Graangewassen bevatten verschillende types xylanase-inhibitoren. In haar doctoraatswerk ontrafelde Ellen Fierens (K.U.Leuven) hun inhibitiemechanisme en keek hierbij naar de gevoeligheid van verschillende xylanase enzymen voor deze inhibitoren.

Xylanasen: enzymen die (hetero)xylan hydrolyseren

Het op één na meest voorkomende polysacharide op aarde, namelijk (hetero)xylan, vormt één van de belangrijkste bestanddelen van de plantencelwand en wordt in grote mate afgebroken door xylanasen. Deze enzymen worden aangemaakt door planten, maar de best bestudeerde xylanasen zijn afkomstig van bacteriën en schimmels, waar ze vermoedelijk een rol spelen bij de infectie van planten en bij de afbraak van dood organisch materiaal. Ze behoren immers tot het arsenaal van enzymen dat micro-organismen aanwenden om de plantencelwand af te breken en zo de plant binnen te dringen. Naast hun rol bij plantinfectie, genieten xylanasen ook bijzondere aandacht vanuit degraanverwerkende industrie. Doordat ze in staat zijn het heteroxylan in graan, met name arabinoxylan (AX), af te breken en hierdoor de eigenschappen van het graan te wijzigen, worden xylanasen dikwijls gebruikt als proces- en productverbeteraar in een brede waaier van uiteenlopende processen.

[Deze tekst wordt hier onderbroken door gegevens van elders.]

use actix_web::{HttpRequest, HttpResponse};
use chrono::Utc;
use std::collections::{HashMap, HashSet};
use std::sync::Arc;
use tracing::info;

use super::grading::{
    GradeError, apply_manual_grades, auto_grade, order_questions, question_order,
};
use super::{ExamService, load_exam};
use crate::errors::EduConnectError;
use crate::middlewares::require_class_access::ClassRole;
use crate::models::audit::actions;
use crate::models::exams::{
    AttemptDetail, AttemptStatus, AttemptWithStudent, Exam, ExamAttempt, ExamListParams,
    GradeAttemptRequest, Question, QuestionAnswer, SaveAnswersRequest,
};
use crate::models::notifications::{NewNotification, NotificationKind};
use crate::models::users::entities::User;
use crate::models::{ErrorCode, PaginatedResponse};
use crate::services::access::{
    current_user, manager_context, require_student, user_summaries,
};
use crate::services::audit::{AuditEntry, record};
use crate::services::notifications::dispatch;
use crate::services::responses::{
    ServiceResult, bad_request, conflict, created, internal, not_found, ok,
};
use crate::storage::Storage;

const MAX_ANSWER_CHARS: usize = 10_000;

/// 组装作答详情
///
/// 未批改完成时学生只能看到自己的答案，标准答案和得分都隐藏。
async fn attempt_detail(
    storage: &Arc<dyn Storage>,
    exam: &Exam,
    attempt: ExamAttempt,
    reveal: bool,
) -> Result<AttemptDetail, HttpResponse> {
    let questions = storage
        .list_exam_questions(exam.id)
        .await
        .map_err(internal("Failed to load questions"))?;
    let mut questions = order_questions(questions, &attempt.question_order);

    let mut answers = storage
        .list_attempt_answers(attempt.id)
        .await
        .map_err(internal("Failed to load answers"))?;

    if !reveal {
        questions = questions.into_iter().map(Question::without_answer).collect();
        answers = answers
            .into_iter()
            .map(|a| QuestionAnswer {
                is_correct: None,
                marks_awarded: None,
                ..a
            })
            .collect();
    }

    let mut attempt = attempt;
    if !reveal && attempt.status != AttemptStatus::Graded {
        attempt.score = None;
    }

    Ok(AttemptDetail {
        deadline: attempt.deadline(exam),
        attempt,
        questions,
        answers,
    })
}

/// 读取作答记录并确认属于当前学生
async fn own_attempt(
    storage: &Arc<dyn Storage>,
    user: &User,
    attempt_id: i64,
) -> Result<(ExamAttempt, Exam), HttpResponse> {
    let attempt = storage
        .get_attempt_by_id(attempt_id)
        .await
        .map_err(internal("Failed to load attempt"))?
        .filter(|a| a.student_id == user.id)
        .ok_or_else(|| not_found(ErrorCode::AttemptNotFound, "Attempt not found"))?;
    let exam = storage
        .get_exam_by_id(attempt.exam_id)
        .await
        .map_err(internal("Failed to load exam"))?
        .ok_or_else(|| not_found(ErrorCode::ExamNotFound, "Exam not found"))?;
    Ok((attempt, exam))
}

pub async fn start_attempt(
    service: &ExamService,
    request: &HttpRequest,
    exam_id: i64,
) -> ServiceResult {
    let student = current_user(request)?;
    require_student(&student)?;
    let storage = service.get_storage(request)?;

    let (exam, ctx) = load_exam(&storage, &student, exam_id).await?;
    if ctx.role != ClassRole::Student {
        return Err(not_found(ErrorCode::ExamNotFound, "Exam not found"));
    }

    // 已有作答时继续原来的作答
    if let Some(existing) = storage
        .get_attempt(exam.id, student.id)
        .await
        .map_err(internal("Failed to load attempt"))?
    {
        if existing.status != AttemptStatus::InProgress {
            return Err(conflict(
                ErrorCode::AttemptAlreadySubmitted,
                "You have already submitted this exam",
            ));
        }
        let detail = attempt_detail(&storage, &exam, existing, false).await?;
        return ok(detail, "Attempt resumed");
    }

    if !exam.is_open_at(Utc::now()) {
        return Err(bad_request(
            ErrorCode::ExamNotAvailable,
            "Exam is not open for attempts",
        ));
    }

    let questions = storage
        .list_exam_questions(exam.id)
        .await
        .map_err(internal("Failed to load questions"))?;
    if questions.is_empty() {
        return Err(bad_request(
            ErrorCode::ExamNotAvailable,
            "Exam has no questions",
        ));
    }

    let order = question_order(&questions, exam.shuffle_questions, &mut rand::rng());
    let attempt = match storage.create_attempt(exam.id, student.id, order).await {
        Ok(attempt) => attempt,
        // 并发开始时以先写入的为准
        Err(EduConnectError::Conflict(_)) => storage
            .get_attempt(exam.id, student.id)
            .await
            .map_err(internal("Failed to load attempt"))?
            .ok_or_else(|| not_found(ErrorCode::AttemptNotFound, "Attempt not found"))?,
        Err(e) => return Err(internal("Failed to start attempt")(e)),
    };

    info!(
        "Student {} started exam {} (attempt {})",
        student.username, exam.id, attempt.id
    );
    let detail = attempt_detail(&storage, &exam, attempt, false).await?;
    created(detail, "Attempt started")
}

pub async fn save_answers(
    service: &ExamService,
    request: &HttpRequest,
    attempt_id: i64,
    answers: SaveAnswersRequest,
) -> ServiceResult {
    let student = current_user(request)?;
    let storage = service.get_storage(request)?;

    let (attempt, exam) = own_attempt(&storage, &student, attempt_id).await?;
    if attempt.status != AttemptStatus::InProgress {
        return Err(conflict(
            ErrorCode::AttemptNotInProgress,
            "Attempt is no longer in progress",
        ));
    }
    if attempt.deadline(&exam).is_some_and(|d| Utc::now() > d) {
        return Err(conflict(
            ErrorCode::AttemptTimeExpired,
            "Time is up for this attempt",
        ));
    }

    let question_ids: HashSet<i64> = storage
        .list_exam_questions(exam.id)
        .await
        .map_err(internal("Failed to load questions"))?
        .into_iter()
        .map(|q| q.id)
        .collect();
    for answer in &answers.answers {
        if !question_ids.contains(&answer.question_id) {
            return Err(bad_request(
                ErrorCode::QuestionInvalid,
                format!("Question {} does not belong to this exam", answer.question_id),
            ));
        }
        if answer.answer.chars().count() > MAX_ANSWER_CHARS {
            return Err(bad_request(
                ErrorCode::BadRequest,
                format!("Answers must be at most {MAX_ANSWER_CHARS} characters"),
            ));
        }
    }

    let saved = storage
        .save_answers(attempt.id, &answers.answers)
        .await
        .map_err(internal("Failed to save answers"))?;

    ok(saved, "Answers saved")
}

pub async fn submit_attempt(
    service: &ExamService,
    request: &HttpRequest,
    attempt_id: i64,
) -> ServiceResult {
    let student = current_user(request)?;
    let storage = service.get_storage(request)?;

    let (attempt, exam) = own_attempt(&storage, &student, attempt_id).await?;
    if attempt.status != AttemptStatus::InProgress {
        return Err(conflict(
            ErrorCode::AttemptAlreadySubmitted,
            "Attempt has already been submitted",
        ));
    }

    let questions = storage
        .list_exam_questions(exam.id)
        .await
        .map_err(internal("Failed to load questions"))?;
    let answers: HashMap<i64, String> = storage
        .list_attempt_answers(attempt.id)
        .await
        .map_err(internal("Failed to load answers"))?
        .into_iter()
        .map(|a| (a.question_id, a.answer))
        .collect();

    let result = auto_grade(&questions, &answers);
    let next = if result.fully_graded {
        AttemptStatus::Graded
    } else {
        AttemptStatus::Submitted
    };

    let finalized = storage
        .finalize_attempt(
            attempt.id,
            AttemptStatus::InProgress,
            next,
            result.marks,
            Some(result.score),
            None,
        )
        .await
        .map_err(internal("Failed to submit attempt"))?
        .ok_or_else(|| {
            conflict(
                ErrorCode::AttemptAlreadySubmitted,
                "Attempt has already been submitted",
            )
        })?;

    if finalized.status == AttemptStatus::Graded {
        dispatch(
            &storage,
            vec![
                NewNotification::new(
                    student.id,
                    NotificationKind::Grade,
                    format!("Your exam {} has been graded", exam.title),
                )
                .content(format!("Score: {} / {}", result.score, exam.total_marks))
                .reference("exam_attempt", finalized.id),
            ],
        )
        .await;
    }

    info!(
        "Student {} submitted attempt {} ({})",
        student.username, finalized.id, finalized.status
    );
    let reveal = finalized.status == AttemptStatus::Graded;
    let detail = attempt_detail(&storage, &exam, finalized, reveal).await?;
    ok(detail, "Attempt submitted successfully")
}

pub async fn grade_attempt(
    service: &ExamService,
    request: &HttpRequest,
    attempt_id: i64,
    grade_data: GradeAttemptRequest,
) -> ServiceResult {
    let user = current_user(request)?;
    let storage = service.get_storage(request)?;

    let attempt = storage
        .get_attempt_by_id(attempt_id)
        .await
        .map_err(internal("Failed to load attempt"))?
        .ok_or_else(|| not_found(ErrorCode::AttemptNotFound, "Attempt not found"))?;
    let exam = storage
        .get_exam_by_id(attempt.exam_id)
        .await
        .map_err(internal("Failed to load exam"))?
        .ok_or_else(|| not_found(ErrorCode::ExamNotFound, "Exam not found"))?;
    manager_context(&storage, &user, exam.class_id).await?;

    if attempt.status != AttemptStatus::Submitted {
        return Err(conflict(
            ErrorCode::AttemptNotSubmitted,
            "Attempt is not waiting for grading",
        ));
    }

    let questions = storage
        .list_exam_questions(exam.id)
        .await
        .map_err(internal("Failed to load questions"))?;
    let answers = storage
        .list_attempt_answers(attempt.id)
        .await
        .map_err(internal("Failed to load answers"))?;

    let result = apply_manual_grades(&questions, &answers, &grade_data.grades)
        .map_err(|e| {
            let code = match e {
                GradeError::OutOfRange { .. } => ErrorCode::ScoreOutOfRange,
                _ => ErrorCode::QuestionInvalid,
            };
            bad_request(code, e.to_string())
        })?;
    let next = if result.complete {
        AttemptStatus::Graded
    } else {
        AttemptStatus::Submitted
    };

    let graded = storage
        .finalize_attempt(
            attempt.id,
            AttemptStatus::Submitted,
            next,
            result.marks,
            Some(result.score),
            Some(user.id),
        )
        .await
        .map_err(internal("Failed to grade attempt"))?
        .ok_or_else(|| {
            conflict(
                ErrorCode::AttemptNotSubmitted,
                "Attempt is not waiting for grading",
            )
        })?;

    if graded.status == AttemptStatus::Graded {
        dispatch(
            &storage,
            vec![
                NewNotification::new(
                    graded.student_id,
                    NotificationKind::Grade,
                    format!("Your exam {} has been graded", exam.title),
                )
                .content(format!("Score: {} / {}", result.score, exam.total_marks))
                .reference("exam_attempt", graded.id),
            ],
        )
        .await;
    } else {
        info!("Attempt {} partially graded by {}", graded.id, user.username);
    }

    record(
        &storage,
        request,
        user.id,
        AuditEntry {
            action: actions::ATTEMPT_GRADE,
            entity_type: "exam_attempt",
            entity_id: graded.id,
            details: Some(format!("score={} status={}", result.score, graded.status)),
        },
    )
    .await;

    let detail = attempt_detail(&storage, &exam, graded, true).await?;
    ok(detail, "Attempt graded successfully")
}

pub async fn list_attempts(
    service: &ExamService,
    request: &HttpRequest,
    exam_id: i64,
    query: ExamListParams,
) -> ServiceResult {
    let user = current_user(request)?;
    let storage = service.get_storage(request)?;

    let exam = storage
        .get_exam_by_id(exam_id)
        .await
        .map_err(internal("Failed to load exam"))?
        .ok_or_else(|| not_found(ErrorCode::ExamNotFound, "Exam not found"))?;
    manager_context(&storage, &user, exam.class_id).await?;

    let page = storage
        .list_exam_attempts(exam.id, query.pagination)
        .await
        .map_err(internal("Failed to list attempts"))?;
    let students = user_summaries(&storage, page.items.iter().map(|a| a.student_id)).await?;

    let page: PaginatedResponse<AttemptWithStudent> = page.map(|attempt| AttemptWithStudent {
        student: students.get(&attempt.student_id).cloned(),
        attempt,
    });
    ok(page, "Attempts retrieved successfully")
}

pub async fn get_my_attempt(
    service: &ExamService,
    request: &HttpRequest,
    exam_id: i64,
) -> ServiceResult {
    let student = current_user(request)?;
    require_student(&student)?;
    let storage = service.get_storage(request)?;

    let (exam, _) = load_exam(&storage, &student, exam_id).await?;
    let attempt = storage
        .get_attempt(exam.id, student.id)
        .await
        .map_err(internal("Failed to load attempt"))?
        .ok_or_else(|| not_found(ErrorCode::AttemptNotFound, "Attempt not found"))?;

    let reveal = attempt.status == AttemptStatus::Graded;
    let detail = attempt_detail(&storage, &exam, attempt, reveal).await?;
    ok(detail, "Attempt retrieved successfully")
}

pub async fn get_attempt(
    service: &ExamService,
    request: &HttpRequest,
    attempt_id: i64,
) -> ServiceResult {
    let user = current_user(request)?;
    let storage = service.get_storage(request)?;

    let attempt = storage
        .get_attempt_by_id(attempt_id)
        .await
        .map_err(internal("Failed to load attempt"))?
        .ok_or_else(|| not_found(ErrorCode::AttemptNotFound, "Attempt not found"))?;
    let exam = storage
        .get_exam_by_id(attempt.exam_id)
        .await
        .map_err(internal("Failed to load exam"))?
        .ok_or_else(|| not_found(ErrorCode::ExamNotFound, "Exam not found"))?;

    let reveal = if attempt.student_id == user.id {
        attempt.status == AttemptStatus::Graded
    } else {
        manager_context(&storage, &user, exam.class_id).await?;
        true
    };

    let detail = attempt_detail(&storage, &exam, attempt, reveal).await?;
    ok(detail, "Attempt retrieved successfully")
}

Toepassingen van xylanasen in graanverwerking

Xylanasen maken vandaag de dag standaard deel uit van broodverbetermiddelen. Arabinoxylan heeft namelijk een invloed op verschillende deegkarakteristieken zoals gasretentie, deegconsistentie, waterdistributie maar ook op broodeigenschappen zoals het volume, de hardheid van de korst en de kruimstructuur. Meer specifiek zorgt water extraheerbaar arabinoxylan (WE-AX) met een grote moleculaire massa voor een hoge viscositeit en zo voor een stabielere vloeistoffilm rond gascellen. Dit resulteert in een groter broodvolume en een betere kruimstructuur. WE-AX met een klein moleculair gewicht heeft een licht negatieve of geen invloed op het broodvolume en de kruimstructuur. In tegenstelling tot WE-AX heeft niet-water extraheerbaar arabinoxylan (NWE-AX) een negatieve invloed op het broodvolume en de kruimstructuur. Zij kunnen namelijk een fysische barrière vormen voor het glutennetwerk waardoor dit zich minder goed kan ontwikkelen tijdens de deegbereiding. NWE-AX absorbeert ook een grote hoeveelheid water die bijgevolg niet meer beschikbaar is voor een optimale glutenontwikkeling en voor de vorming van vloeistoffilmen die de gascellen omgeven. Dit zal een negatieve invloed hebben op het broodvolume. Het gebruik van xylanasen bij de broodbereiding leidt tot een betere fermentatiestabiliteit, een groter broodvolume alsook een verbeterde kruimstructuur, wanneer de gebruikte enzymen selectief actief zijn tegen NWE-AX en zo hun negatieve effecten verlagen. Wanneer echter te veel endoxylanase wordt toegevoegd, zal het waterhoudend vermogen van AX sterk afnemen en zal dit leiden tot een kleverig deeg.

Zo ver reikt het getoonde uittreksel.